Load balancing and other issues

Erik Arjan Hendriks hendriks@cesdis1.gsfc.nasa.gov
Wed Aug 4 13:19:43 1999


On Wed, 4 Aug 1999, Mike Perry wrote:

> Hello! I just recently set up a 6 node beowulf cluster here at the NCSA at
> UIUC and I have a few questions/suggestions for bproc.
> 
> First off, is there any sort of API documentation or FAQ available? notes.txt
> is nice from a theoretical viewpoint, but it doesn't help much if you wanna
> write remote forking programs which take advantage of all the bells and 
> whistles, and avoid pitfalls and limitations.

There isn't much of an API at this point.  It's basically just the 4
rfork-like functions.  I'd be happy to take any questions about them.

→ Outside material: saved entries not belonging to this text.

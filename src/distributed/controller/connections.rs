use std::collections::HashMap;
use std::sync::atomic::{AtomicU64, Ordering};
use std::time::Duration;

use arcshift::ArcShift;
use tokio::io::{AsyncBufRead, AsyncRead, AsyncWrite, BufReader};
use tokio::net::TcpListener;
use tokio::sync::mpsc;
use tokio::time::timeout;
use tracing::{debug, info, warn};

use crate::distributed::protocol::{
    AgentHello, HelloReply, WireMessage, read_message, send_message,
};
use crate::error::{AppError, AppResult, DistributedError};

use super::events::{AgentConnection, RunEvent};

const AGENT_HELLO_TIMEOUT: Duration = Duration::from_secs(10);

static NEXT_CONNECTION: AtomicU64 = AtomicU64::new(1);

/// How connection tasks reach a live run.
#[derive(Clone)]
pub(super) struct RunRoute {
    pub(super) events: mpsc::UnboundedSender<RunEvent>,
    pub(super) agents: Vec<String>,
}

/// Live runs by id, swapped wholesale by the registry and read by every
/// connection task.
pub(super) type RouteTable = ArcShift<HashMap<String, RunRoute>>;

pub(super) fn insert_route(routes: &mut RouteTable, run_id: &str, route: RunRoute) {
    routes.rcu(|current| {
        let mut next = current.clone();
        next.insert(run_id.to_owned(), route.clone());
        next
    });
}

pub(super) fn remove_route(routes: &mut RouteTable, run_id: &str) {
    routes.rcu(|current| {
        let mut next = current.clone();
        next.remove(run_id);
        next
    });
}

/// Picks the run an agent belongs to: by the run id it announces, else by
/// its name among the agents of live runs.
fn find_route(routes: &RouteTable, hello: &AgentHello) -> Option<RunRoute> {
    let table = routes.shared_get();
    match hello.run_id.as_deref() {
        Some(run_id) => table.get(run_id).cloned(),
        None => table
            .values()
            .find(|route| route.agents.iter().any(|agent| *agent == hello.name))
            .cloned(),
    }
}

pub(super) async fn accept_agents(listener: TcpListener, routes: RouteTable) {
    info!("Controller listening for agents");
    loop {
        let (stream, peer) = match listener.accept().await {
            Ok(result) => result,
            Err(err) => {
                warn!("Failed to accept agent: {}", err);
                continue;
            }
        };
        tokio::spawn(serve_connection(stream, peer.to_string(), routes.clone()));
    }
}

async fn read_hello<R>(reader: &mut R) -> AppResult<AgentHello>
where
    R: AsyncBufRead + Unpin,
{
    let message = timeout(AGENT_HELLO_TIMEOUT, read_message(reader))
        .await
        .map_err(|_elapsed| AppError::distributed(DistributedError::AgentHelloTimeout))??;
    match message {
        WireMessage::Hello(hello) => Ok(hello),
        WireMessage::Error(message) => Err(AppError::distributed(DistributedError::Remote {
            message: message.message,
        })),
        WireMessage::HelloReply(_)
        | WireMessage::AgentControl(_)
        | WireMessage::AgentReply(_)
        | WireMessage::PhaseControl(_)
        | WireMessage::PhaseChange(_)
        | WireMessage::Stats(_)
        | WireMessage::CustomData(_) => Err(AppError::distributed(
            DistributedError::ExpectedHelloFromAgent,
        )),
    }
}

/// Serves one agent connection: waits for its hello, hands it to the run it
/// belongs to and then pumps messages both ways until either side closes.
pub(super) async fn serve_connection<S>(stream: S, peer: String, routes: RouteTable)
where
    S: AsyncRead + AsyncWrite + Send + 'static,
{
    let (read_half, mut writer) = tokio::io::split(stream);
    let mut reader = BufReader::new(read_half);
    let hello = match read_hello(&mut reader).await {
        Ok(hello) => hello,
        Err(err) => {
            warn!("Agent connection from {} rejected: {}", peer, err);
            return;
        }
    };
    let Some(route) = find_route(&routes, &hello) else {
        let message = match hello.run_id.as_deref() {
            Some(run_id) => DistributedError::UnknownRun {
                run_id: run_id.to_owned(),
            },
            None => DistributedError::UnknownAgent {
                agent: hello.name.clone(),
                run_id: "<any>".to_owned(),
            },
        };
        warn!("Agent {} from {} rejected: {}", hello.name, peer, message);
        let reply = WireMessage::HelloReply(HelloReply {
            accepted: false,
            run_id: hello.run_id.clone(),
            message: Some(message.to_string()),
        });
        if send_message(&mut writer, &reply).await.is_err() {
            // Agent already gone.
        }
        return;
    };

    let connection = NEXT_CONNECTION.fetch_add(1, Ordering::Relaxed);
    debug!(
        "Agent {} connected from {} as connection {}",
        hello.name, peer, connection
    );
    let (out_tx, mut out_rx) = mpsc::unbounded_channel::<WireMessage>();
    let events_writer = route.events.clone();
    tokio::spawn(async move {
        while let Some(message) = out_rx.recv().await {
            if let Err(err) = send_message(&mut writer, &message).await {
                if events_writer
                    .send(RunEvent::AgentDisconnected {
                        connection,
                        message: err.to_string(),
                    })
                    .is_err()
                {
                    // Run task is gone; nothing left to notify.
                }
                break;
            }
        }
    });

    let offered = RunEvent::AgentConnected(Box::new(AgentConnection {
        connection,
        hello,
        sender: out_tx,
    }));
    if route.events.send(offered).is_err() {
        return;
    }

    loop {
        let message = match read_message(&mut reader).await {
            Ok(message) => message,
            Err(err) => {
                if route
                    .events
                    .send(RunEvent::AgentDisconnected {
                        connection,
                        message: err.to_string(),
                    })
                    .is_err()
                {
                    // Run task is gone; nothing left to notify.
                }
                break;
            }
        };
        if route
            .events
            .send(RunEvent::AgentMessage {
                connection,
                message,
            })
            .is_err()
        {
            break;
        }
    }
}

A real-quick description of the API is as follows:
bproc_init() - reads /var/run/bproc to get info about the machine
               (should only be on the front end (where the master is running))
bproc_numnodes() - number of nodes (not including front end)
bproc_nodeup()   - returns true if node is alive.
bproc_nodeaddr() - get IP for node number (fills in the sockaddr arg)
bproc_rexec      - works like exec(rsh, node, cmd)
bproc_move       - move myself to a remote node
bproc_rfork      - ditto except make a new child and move it.
bproc_execmove   - exec something and then move it.  

the flags on all of theses are the VMADUMP flags.  THey control what
parts of the memory space get moved.  (safe bet = VMAD_DUMP_ALL)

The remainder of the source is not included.